Coordinates Series B, No. 2


Mapping under the Third Reich: Nazi Restrictions on Map Content and Distribution*

Persistent URL for citation: http://purl.oclc.org/coordinates/b2.htm

*Based on a presentation at the annual meeting of the Association of American Geographers, Philadelphia, March 2004

Published: January 31, 2005


Mark Monmonier

Mark Monmonier (e-mail: mon2ier@maxwell.syr.edu) is Distinguished Professor of Geography, in the Maxwell School of Citizenship and Public Affairs, at Syracuse University, Syracuse, New York.



Abstract

     A 99-page 1947 State Department report discovered in the NOAA Central Library summarized sixty map-related regulations issued by the German government between July 1934 and June 1944. Although the Third Reich pursued cartographic unification and uniformity more vigorously than earlier central governments, regional diversity and the distractions of a multi-front war hindered attempts to standardize map series and develop a national base map at 1:5,000. Pragmatism trumped propaganda when Nazi rule-makers decided to retain Latin lettering for maps, rather than require the more ornate German script used in official government publications and strongly promoted for books and newspapers. Official mapmaking had numerous niches in diverse government departments.
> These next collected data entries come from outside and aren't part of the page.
//! Payment orchestration for the guild payment system.
//!
//! The orchestrator validates a payment request, forwards it to the settlement
//! step on behalf of the connected wallet, and then waits a bounded time for
//! confirmations. Every call ends with exactly one [`guild_types::PaymentResult`]
//! and the matching status transitions on a caller-owned
//! [`state::PaymentStatusStore`].

use guild_types::PaymentRequestError;
use thiserror::Error;

pub mod builder;
pub mod monitoring;
pub mod orchestrator;
pub mod state;

pub use builder::{BuilderError, OrchestratorBuilder, OrchestratorFactories};
pub use monitoring::{ConfirmationMonitor, ConfirmationOutcome, ConfirmationStatus};
pub use orchestrator::PaymentOrchestrator;
pub use state::PaymentStatusStore;

/// Reasons a payment ends without a transaction.
///
/// The display text is what ends up in `PaymentResult::error`.
#[derive(Debug, Clone, PartialEq, Eq, Error)]
pub enum PaymentError {
	#[error("Wallet not connected")]
	NotConnected,
	#[error(transparent)]
	Validation(#[from] PaymentRequestError),
	#[error("Payment already in progress")]
	AlreadyInProgress,
	/// Settlement reported success without an identifier.
	#[error("No transaction hash received")]
	MissingTransactionHash,
	/// Settlement failed; carries the extracted user-facing message.
	#[error("{0}")]
	Settlement(String),
}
In restricting distribution of detailed maps to the public, Nazi cartographic policy recognized the importance of scale by drawing a sharp line at 1:300,000. Covering both large- and small-scale products, a 1937 law gave the Ministry of the Interior authority over private mapmakers, who now had to conform to official policy on geographic names as well as the colors used on political maps.

Keywords: cartography, Germany, map scale, map symbols, mapping policy, military secrecy, Nazi authority, rules and regulations.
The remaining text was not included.